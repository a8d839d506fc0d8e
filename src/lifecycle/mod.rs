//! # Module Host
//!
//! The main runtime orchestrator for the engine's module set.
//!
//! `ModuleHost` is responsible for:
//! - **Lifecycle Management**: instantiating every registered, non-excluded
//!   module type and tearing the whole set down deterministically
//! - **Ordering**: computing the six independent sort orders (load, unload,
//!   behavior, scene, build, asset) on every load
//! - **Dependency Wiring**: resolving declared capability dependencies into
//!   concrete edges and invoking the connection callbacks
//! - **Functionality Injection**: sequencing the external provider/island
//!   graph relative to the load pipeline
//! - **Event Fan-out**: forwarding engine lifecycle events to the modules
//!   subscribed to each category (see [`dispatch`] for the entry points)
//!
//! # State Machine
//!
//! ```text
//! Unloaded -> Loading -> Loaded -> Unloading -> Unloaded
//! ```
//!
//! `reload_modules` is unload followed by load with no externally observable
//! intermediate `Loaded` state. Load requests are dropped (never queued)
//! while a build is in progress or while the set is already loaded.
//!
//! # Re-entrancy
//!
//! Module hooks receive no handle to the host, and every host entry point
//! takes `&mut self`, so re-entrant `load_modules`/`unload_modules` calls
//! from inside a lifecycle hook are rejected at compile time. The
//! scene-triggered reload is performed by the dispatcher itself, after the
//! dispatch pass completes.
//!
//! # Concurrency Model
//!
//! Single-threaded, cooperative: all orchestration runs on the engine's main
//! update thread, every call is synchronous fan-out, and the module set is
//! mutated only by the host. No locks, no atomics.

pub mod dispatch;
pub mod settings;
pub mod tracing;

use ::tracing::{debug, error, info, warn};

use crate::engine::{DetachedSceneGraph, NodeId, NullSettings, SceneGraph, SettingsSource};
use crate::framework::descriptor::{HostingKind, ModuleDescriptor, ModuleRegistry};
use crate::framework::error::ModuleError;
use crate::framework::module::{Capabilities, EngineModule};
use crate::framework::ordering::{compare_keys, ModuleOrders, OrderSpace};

*PROBLEM REQUIREMENTS:*
What must be returned is the line with "itself, after the" plus every line after it to the end of the entries, exactly as they appear.

*RESPONSE AREA:*
//! scene-triggered reload is performed by the dispatcher itself, after the
//! dispatch pass completes.
//!
//! # Concurrency Model
//!
//! Single-threaded, cooperative: all orchestration runs on the engine's main
//! update thread, every call is synchronous fan-out, and the module set is
//! mutated only by the host. No locks, no atomics.

pub mod dispatch;
pub mod settings;
pub mod tracing;

use ::tracing::{debug, error, info, warn};

use crate::engine::{DetachedSceneGraph, NodeId, NullSettings, SceneGraph, SettingsSource};
use crate::framework::descriptor::{HostingKind, ModuleDescriptor, ModuleRegistry};
use crate::framework::error::ModuleError;
use crate::framework::module::{Capabilities, EngineModule};
use crate::framework::ordering::{compare_keys, ModuleOrders, OrderSpace};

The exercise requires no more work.